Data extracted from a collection
= Beginning of Section =

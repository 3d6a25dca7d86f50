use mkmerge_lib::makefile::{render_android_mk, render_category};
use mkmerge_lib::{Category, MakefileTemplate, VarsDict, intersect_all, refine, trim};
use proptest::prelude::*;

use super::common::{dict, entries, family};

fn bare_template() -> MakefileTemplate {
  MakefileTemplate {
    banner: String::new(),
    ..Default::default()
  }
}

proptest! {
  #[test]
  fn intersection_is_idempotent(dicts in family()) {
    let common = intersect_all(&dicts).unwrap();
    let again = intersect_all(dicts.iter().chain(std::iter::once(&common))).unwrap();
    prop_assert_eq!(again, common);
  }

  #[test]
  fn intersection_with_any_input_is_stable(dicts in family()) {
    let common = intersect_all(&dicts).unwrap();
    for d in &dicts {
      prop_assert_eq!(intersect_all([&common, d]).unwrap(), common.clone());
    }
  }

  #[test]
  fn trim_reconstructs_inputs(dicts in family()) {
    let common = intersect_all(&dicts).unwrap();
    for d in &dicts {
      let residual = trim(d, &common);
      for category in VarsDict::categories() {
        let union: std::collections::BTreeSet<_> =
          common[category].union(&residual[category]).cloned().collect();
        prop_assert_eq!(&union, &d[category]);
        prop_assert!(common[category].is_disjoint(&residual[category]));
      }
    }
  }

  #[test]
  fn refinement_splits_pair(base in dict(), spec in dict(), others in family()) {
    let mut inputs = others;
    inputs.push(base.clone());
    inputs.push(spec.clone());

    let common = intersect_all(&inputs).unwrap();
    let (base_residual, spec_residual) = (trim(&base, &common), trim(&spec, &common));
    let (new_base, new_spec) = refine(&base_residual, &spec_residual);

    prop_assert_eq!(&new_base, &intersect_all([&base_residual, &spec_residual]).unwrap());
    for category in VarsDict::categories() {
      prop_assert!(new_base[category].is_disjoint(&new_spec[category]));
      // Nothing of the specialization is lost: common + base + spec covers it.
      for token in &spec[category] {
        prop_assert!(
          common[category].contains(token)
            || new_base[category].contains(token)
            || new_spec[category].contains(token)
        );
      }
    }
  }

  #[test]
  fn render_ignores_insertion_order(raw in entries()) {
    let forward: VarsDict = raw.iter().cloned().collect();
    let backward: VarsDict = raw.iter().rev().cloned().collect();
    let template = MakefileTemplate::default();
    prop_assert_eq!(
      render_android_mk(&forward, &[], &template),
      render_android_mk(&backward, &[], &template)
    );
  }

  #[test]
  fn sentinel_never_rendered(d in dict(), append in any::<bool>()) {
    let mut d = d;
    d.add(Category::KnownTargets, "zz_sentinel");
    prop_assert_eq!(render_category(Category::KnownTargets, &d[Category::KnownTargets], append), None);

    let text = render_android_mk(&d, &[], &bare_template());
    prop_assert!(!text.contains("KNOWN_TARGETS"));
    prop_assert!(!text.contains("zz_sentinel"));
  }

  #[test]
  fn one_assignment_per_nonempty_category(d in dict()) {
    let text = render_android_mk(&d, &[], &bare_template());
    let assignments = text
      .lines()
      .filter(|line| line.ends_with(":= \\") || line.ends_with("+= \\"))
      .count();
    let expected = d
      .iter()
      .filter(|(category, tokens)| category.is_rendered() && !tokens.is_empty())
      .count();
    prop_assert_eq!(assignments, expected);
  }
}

= End of Section =
= Beginning of Section =

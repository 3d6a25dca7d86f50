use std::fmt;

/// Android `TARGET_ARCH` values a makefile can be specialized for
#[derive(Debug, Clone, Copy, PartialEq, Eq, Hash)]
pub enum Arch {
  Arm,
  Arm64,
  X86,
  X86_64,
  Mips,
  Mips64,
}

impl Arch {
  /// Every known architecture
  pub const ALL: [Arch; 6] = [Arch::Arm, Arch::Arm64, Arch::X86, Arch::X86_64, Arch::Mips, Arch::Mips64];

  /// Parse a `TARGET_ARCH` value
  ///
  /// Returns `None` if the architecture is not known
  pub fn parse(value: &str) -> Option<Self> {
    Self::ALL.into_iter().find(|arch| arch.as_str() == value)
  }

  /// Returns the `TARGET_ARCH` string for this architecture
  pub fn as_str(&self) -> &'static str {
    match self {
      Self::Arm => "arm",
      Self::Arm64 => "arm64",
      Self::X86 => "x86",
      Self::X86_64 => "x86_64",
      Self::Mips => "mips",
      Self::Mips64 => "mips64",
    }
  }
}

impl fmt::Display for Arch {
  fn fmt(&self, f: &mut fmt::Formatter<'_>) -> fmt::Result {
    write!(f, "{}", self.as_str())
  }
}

= End of Section =
= Beginning of Section =

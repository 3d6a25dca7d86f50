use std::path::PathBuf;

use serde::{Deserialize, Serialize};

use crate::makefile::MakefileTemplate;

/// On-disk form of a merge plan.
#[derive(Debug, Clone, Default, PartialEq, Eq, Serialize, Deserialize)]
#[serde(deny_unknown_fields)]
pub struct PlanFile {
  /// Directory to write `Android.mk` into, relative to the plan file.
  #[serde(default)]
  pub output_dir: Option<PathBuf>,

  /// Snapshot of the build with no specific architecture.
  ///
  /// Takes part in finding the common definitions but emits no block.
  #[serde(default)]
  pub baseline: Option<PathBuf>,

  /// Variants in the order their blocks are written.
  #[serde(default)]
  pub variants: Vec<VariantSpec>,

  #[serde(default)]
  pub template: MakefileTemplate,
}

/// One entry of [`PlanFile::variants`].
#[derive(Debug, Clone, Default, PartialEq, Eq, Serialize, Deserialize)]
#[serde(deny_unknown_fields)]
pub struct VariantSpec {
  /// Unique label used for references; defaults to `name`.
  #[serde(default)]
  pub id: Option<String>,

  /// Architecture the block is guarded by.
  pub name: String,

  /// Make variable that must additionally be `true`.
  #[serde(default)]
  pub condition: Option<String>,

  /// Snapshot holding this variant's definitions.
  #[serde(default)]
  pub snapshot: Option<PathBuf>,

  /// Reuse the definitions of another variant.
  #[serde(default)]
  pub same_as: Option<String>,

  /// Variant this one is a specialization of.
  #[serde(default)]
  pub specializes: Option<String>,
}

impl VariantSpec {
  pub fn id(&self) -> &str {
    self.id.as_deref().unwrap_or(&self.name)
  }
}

= End of Section =

> AIM OF THE TASK
Please find the lines in the data that contain the word "forward" and copy them.

> OUTPUT FOR THIS TASK
    let forward: VarsDict = raw.iter().cloned().collect();
      render_android_mk(&forward, &[], &template),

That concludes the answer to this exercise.